#### Requirement
Please count how many lines below contain the word "bins" and reply with only that number.

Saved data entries

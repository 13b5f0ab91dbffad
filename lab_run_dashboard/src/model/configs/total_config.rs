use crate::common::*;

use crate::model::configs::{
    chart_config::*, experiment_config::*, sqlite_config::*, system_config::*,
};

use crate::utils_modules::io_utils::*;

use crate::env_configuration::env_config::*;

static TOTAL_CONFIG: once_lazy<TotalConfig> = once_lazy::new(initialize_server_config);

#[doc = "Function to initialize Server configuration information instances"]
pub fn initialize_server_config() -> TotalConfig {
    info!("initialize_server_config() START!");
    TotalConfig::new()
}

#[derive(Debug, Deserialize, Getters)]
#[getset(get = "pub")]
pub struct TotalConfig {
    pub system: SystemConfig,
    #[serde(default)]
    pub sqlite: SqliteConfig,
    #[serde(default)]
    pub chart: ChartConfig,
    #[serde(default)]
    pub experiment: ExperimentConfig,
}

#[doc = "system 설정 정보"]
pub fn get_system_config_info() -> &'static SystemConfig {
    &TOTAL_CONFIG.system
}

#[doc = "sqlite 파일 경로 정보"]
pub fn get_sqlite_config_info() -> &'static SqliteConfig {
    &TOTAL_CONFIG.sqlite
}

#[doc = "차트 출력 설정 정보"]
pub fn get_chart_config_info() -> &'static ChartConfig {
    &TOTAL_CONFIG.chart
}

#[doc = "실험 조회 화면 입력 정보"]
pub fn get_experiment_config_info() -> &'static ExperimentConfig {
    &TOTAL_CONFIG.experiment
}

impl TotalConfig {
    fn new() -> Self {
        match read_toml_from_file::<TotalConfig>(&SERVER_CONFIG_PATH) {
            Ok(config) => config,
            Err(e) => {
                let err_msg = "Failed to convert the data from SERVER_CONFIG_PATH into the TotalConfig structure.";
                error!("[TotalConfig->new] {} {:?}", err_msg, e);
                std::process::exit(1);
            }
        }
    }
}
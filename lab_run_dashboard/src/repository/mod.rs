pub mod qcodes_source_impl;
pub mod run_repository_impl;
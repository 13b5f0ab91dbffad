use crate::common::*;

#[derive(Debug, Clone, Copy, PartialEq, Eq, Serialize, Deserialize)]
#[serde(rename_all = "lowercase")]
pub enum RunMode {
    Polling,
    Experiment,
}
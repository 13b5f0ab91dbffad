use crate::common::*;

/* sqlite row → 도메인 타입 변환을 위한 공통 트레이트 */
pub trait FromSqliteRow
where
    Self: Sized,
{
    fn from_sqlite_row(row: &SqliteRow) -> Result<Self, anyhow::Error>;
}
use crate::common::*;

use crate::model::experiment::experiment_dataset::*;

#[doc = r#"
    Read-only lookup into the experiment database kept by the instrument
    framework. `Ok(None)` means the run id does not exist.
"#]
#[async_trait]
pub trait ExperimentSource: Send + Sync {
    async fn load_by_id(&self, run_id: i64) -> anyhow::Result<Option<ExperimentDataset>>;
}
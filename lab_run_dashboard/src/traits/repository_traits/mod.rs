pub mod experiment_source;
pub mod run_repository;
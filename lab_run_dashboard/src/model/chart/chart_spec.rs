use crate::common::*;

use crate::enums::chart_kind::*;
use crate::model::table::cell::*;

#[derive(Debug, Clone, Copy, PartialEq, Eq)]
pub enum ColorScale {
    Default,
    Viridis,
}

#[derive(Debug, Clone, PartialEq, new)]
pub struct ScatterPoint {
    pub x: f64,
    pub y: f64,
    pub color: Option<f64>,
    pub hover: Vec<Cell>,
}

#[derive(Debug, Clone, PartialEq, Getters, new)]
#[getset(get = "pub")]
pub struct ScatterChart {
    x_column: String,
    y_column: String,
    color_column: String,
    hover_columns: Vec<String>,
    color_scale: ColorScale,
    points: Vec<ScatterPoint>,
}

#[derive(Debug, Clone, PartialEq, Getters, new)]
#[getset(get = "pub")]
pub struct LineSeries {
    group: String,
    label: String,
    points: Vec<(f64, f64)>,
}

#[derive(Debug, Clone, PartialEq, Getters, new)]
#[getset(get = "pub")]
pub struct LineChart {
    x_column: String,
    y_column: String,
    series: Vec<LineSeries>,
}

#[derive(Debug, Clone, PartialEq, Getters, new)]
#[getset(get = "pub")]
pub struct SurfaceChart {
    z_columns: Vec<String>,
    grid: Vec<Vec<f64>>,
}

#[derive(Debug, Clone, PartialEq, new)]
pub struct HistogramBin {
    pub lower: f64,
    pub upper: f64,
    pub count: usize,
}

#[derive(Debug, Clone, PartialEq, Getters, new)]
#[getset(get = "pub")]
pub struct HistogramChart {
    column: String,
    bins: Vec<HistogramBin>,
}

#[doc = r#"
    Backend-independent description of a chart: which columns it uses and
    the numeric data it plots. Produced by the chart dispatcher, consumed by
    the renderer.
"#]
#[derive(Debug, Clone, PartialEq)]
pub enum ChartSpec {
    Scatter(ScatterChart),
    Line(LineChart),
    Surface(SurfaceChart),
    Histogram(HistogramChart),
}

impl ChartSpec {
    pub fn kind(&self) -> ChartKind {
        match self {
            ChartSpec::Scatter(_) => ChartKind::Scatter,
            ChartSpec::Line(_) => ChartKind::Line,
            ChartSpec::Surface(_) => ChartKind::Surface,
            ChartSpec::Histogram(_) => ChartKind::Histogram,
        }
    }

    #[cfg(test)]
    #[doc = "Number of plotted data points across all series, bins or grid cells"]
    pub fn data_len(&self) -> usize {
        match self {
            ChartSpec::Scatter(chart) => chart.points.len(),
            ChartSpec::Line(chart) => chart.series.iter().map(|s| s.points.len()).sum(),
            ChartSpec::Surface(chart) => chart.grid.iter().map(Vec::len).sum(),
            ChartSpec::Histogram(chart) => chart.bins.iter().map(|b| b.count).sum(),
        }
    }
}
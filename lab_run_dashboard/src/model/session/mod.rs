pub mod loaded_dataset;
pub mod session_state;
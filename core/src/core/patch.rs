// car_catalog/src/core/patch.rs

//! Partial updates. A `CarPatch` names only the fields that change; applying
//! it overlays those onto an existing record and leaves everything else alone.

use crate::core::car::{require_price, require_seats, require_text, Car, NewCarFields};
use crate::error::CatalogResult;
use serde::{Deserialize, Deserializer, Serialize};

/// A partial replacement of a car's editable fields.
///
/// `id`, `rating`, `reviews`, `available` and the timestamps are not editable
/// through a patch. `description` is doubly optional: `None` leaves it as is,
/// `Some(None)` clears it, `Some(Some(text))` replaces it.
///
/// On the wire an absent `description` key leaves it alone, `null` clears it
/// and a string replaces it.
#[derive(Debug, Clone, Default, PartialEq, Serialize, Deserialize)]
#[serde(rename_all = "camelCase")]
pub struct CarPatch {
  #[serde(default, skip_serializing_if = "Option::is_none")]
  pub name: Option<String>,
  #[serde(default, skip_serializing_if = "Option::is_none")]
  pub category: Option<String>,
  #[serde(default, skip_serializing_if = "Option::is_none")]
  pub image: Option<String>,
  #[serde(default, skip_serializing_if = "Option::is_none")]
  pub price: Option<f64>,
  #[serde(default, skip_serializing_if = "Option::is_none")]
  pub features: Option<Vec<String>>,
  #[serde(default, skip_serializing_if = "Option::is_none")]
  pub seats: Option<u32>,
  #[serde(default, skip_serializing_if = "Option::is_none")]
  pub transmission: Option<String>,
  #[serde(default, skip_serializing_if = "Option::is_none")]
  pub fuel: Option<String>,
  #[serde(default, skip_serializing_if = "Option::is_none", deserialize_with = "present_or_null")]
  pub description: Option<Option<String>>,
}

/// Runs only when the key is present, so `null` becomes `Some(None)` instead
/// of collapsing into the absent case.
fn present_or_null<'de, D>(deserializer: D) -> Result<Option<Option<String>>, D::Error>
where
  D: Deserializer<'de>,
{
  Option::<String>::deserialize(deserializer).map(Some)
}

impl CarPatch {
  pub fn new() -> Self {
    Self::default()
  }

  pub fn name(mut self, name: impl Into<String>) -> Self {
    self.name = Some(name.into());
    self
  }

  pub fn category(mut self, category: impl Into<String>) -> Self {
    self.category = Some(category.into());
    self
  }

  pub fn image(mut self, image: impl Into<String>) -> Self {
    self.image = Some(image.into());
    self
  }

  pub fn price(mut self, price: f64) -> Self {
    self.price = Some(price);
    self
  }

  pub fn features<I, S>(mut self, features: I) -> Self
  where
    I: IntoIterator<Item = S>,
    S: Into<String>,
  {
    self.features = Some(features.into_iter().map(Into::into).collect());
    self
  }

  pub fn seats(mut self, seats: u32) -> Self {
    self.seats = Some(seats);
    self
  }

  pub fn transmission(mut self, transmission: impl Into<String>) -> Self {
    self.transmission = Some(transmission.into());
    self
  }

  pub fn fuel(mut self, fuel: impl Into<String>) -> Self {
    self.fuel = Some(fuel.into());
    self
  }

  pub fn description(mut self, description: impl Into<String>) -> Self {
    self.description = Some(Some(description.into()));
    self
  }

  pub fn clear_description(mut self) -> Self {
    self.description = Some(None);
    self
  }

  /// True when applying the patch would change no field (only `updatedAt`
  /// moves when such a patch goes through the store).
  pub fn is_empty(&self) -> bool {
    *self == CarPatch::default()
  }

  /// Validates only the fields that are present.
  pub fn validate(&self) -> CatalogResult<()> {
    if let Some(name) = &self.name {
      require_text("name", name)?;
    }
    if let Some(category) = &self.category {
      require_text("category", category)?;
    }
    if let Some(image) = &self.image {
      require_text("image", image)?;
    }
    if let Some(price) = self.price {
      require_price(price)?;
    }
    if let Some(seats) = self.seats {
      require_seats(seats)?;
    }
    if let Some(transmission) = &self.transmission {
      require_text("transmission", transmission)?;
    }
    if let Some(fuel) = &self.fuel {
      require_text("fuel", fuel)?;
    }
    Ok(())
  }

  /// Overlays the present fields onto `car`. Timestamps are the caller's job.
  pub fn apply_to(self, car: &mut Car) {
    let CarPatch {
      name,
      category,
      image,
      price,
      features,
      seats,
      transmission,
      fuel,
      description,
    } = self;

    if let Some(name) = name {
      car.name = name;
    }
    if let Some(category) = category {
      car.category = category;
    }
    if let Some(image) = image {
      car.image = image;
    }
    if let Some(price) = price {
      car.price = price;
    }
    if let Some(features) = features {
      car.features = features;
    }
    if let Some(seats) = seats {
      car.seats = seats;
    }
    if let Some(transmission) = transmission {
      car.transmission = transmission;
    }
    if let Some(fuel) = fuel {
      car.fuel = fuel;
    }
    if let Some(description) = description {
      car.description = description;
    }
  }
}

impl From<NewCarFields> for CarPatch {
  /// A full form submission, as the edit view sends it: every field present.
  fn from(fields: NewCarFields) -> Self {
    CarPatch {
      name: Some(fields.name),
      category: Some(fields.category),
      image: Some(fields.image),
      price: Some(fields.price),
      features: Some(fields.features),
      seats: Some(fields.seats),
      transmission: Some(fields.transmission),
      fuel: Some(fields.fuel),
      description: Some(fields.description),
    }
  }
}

...

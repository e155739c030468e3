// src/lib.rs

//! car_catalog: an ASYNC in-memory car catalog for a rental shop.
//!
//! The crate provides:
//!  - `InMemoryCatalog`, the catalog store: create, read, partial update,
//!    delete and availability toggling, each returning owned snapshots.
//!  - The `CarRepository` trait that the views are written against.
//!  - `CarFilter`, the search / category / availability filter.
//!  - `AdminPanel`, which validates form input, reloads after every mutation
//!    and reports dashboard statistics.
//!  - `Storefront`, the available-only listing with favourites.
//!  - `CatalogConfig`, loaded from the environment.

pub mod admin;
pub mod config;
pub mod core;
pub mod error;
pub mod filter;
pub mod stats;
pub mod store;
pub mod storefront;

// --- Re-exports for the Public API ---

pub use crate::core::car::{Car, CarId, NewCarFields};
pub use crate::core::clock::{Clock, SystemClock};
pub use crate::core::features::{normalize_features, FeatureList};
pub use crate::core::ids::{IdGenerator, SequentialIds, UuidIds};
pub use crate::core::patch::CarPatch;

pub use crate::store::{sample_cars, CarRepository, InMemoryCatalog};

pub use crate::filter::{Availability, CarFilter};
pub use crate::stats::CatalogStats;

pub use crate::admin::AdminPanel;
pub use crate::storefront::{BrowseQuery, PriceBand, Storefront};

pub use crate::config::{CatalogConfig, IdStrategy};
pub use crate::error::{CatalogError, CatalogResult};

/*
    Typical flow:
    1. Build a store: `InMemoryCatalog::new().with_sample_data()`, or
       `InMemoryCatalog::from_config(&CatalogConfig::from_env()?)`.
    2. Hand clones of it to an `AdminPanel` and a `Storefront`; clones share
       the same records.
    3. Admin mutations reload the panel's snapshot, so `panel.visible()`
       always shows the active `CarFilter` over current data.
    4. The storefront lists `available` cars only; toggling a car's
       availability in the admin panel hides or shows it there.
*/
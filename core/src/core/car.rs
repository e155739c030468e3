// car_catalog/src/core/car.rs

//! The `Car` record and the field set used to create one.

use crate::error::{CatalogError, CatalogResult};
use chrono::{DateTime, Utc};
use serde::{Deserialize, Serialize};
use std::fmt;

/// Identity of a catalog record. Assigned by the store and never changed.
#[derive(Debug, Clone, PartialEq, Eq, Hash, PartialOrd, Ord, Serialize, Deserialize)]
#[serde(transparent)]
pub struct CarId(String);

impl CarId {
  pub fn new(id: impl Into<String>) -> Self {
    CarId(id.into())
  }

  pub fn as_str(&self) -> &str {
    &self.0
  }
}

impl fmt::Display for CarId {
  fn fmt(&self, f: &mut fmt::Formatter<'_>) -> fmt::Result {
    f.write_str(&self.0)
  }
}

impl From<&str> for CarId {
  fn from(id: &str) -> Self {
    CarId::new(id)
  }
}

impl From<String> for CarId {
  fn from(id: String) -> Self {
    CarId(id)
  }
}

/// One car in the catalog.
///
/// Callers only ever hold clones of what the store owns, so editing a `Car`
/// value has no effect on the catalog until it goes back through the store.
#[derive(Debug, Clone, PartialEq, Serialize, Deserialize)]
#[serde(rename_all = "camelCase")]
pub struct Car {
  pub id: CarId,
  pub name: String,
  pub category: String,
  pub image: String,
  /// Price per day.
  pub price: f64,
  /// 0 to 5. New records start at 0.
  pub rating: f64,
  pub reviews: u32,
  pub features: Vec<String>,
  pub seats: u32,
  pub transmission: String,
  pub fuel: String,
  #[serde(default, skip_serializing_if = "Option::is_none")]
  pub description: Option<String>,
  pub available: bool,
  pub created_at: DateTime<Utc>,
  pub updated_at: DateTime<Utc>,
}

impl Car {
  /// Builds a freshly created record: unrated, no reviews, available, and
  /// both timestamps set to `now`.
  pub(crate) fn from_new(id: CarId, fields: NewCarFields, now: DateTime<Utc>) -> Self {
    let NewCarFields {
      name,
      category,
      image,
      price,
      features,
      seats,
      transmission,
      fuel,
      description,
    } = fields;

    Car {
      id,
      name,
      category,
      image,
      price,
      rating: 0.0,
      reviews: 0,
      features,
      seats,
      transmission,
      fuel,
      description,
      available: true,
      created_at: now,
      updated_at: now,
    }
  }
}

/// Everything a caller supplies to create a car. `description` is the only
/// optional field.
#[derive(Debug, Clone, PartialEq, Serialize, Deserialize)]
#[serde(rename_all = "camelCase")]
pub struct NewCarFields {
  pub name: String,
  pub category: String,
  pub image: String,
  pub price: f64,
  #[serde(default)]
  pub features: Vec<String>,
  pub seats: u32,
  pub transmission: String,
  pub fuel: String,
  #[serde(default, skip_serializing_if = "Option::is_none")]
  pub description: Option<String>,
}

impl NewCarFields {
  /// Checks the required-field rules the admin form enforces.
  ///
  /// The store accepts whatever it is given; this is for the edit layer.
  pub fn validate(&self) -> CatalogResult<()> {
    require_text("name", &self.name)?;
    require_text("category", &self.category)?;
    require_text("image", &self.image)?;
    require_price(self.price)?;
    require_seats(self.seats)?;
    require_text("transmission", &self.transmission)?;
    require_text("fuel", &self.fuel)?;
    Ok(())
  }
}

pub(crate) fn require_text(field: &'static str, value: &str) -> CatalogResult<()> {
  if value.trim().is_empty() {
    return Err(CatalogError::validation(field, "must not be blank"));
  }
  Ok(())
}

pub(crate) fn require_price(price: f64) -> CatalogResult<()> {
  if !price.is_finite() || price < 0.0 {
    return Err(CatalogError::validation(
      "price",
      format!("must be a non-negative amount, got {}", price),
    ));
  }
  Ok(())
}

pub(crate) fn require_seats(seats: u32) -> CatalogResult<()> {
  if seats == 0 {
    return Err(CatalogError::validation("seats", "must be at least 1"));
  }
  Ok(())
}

...

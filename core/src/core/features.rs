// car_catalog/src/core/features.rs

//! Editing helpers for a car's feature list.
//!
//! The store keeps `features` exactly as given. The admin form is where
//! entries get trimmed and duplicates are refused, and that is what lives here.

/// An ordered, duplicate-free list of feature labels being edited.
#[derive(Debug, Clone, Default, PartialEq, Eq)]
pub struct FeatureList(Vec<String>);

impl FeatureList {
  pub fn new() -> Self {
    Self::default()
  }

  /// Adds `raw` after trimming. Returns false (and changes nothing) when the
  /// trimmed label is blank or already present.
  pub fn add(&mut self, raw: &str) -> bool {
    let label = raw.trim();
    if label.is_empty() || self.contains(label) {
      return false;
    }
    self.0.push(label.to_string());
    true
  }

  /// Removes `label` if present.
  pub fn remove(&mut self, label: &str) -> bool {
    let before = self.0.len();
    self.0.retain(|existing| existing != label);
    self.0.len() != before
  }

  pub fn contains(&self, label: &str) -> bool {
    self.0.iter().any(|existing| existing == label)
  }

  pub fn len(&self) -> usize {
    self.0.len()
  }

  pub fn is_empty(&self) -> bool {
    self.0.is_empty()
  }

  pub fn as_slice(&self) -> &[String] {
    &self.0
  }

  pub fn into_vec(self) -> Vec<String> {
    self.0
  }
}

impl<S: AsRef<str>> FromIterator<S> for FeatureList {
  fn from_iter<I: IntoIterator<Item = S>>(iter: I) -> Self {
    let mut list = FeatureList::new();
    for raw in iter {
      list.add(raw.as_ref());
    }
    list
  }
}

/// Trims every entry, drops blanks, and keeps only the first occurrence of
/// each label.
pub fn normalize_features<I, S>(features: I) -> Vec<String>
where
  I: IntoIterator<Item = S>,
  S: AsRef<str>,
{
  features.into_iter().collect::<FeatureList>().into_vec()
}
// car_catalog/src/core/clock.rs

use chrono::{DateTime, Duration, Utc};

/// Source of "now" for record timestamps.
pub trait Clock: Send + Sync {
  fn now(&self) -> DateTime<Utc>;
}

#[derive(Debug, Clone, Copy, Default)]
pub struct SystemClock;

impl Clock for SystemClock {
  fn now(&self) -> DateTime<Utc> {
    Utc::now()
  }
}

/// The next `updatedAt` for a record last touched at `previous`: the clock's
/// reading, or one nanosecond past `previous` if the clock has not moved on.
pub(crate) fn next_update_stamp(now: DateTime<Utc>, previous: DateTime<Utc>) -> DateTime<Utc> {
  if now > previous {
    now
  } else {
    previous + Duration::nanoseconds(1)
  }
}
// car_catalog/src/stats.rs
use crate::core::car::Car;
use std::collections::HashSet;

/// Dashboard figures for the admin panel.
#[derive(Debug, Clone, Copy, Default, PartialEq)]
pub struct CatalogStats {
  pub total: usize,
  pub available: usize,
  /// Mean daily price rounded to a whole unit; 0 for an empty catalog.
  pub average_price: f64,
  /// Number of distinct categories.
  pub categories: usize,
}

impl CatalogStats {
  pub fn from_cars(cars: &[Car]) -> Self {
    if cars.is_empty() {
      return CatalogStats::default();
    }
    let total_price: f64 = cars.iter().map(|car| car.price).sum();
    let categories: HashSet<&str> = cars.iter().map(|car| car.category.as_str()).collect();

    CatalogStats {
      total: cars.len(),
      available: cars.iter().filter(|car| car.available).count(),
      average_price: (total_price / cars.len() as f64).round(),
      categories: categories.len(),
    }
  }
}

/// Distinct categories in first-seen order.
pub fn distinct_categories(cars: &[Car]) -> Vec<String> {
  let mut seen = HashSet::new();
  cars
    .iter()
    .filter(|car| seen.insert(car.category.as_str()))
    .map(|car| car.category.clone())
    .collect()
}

#### Completed exercise
3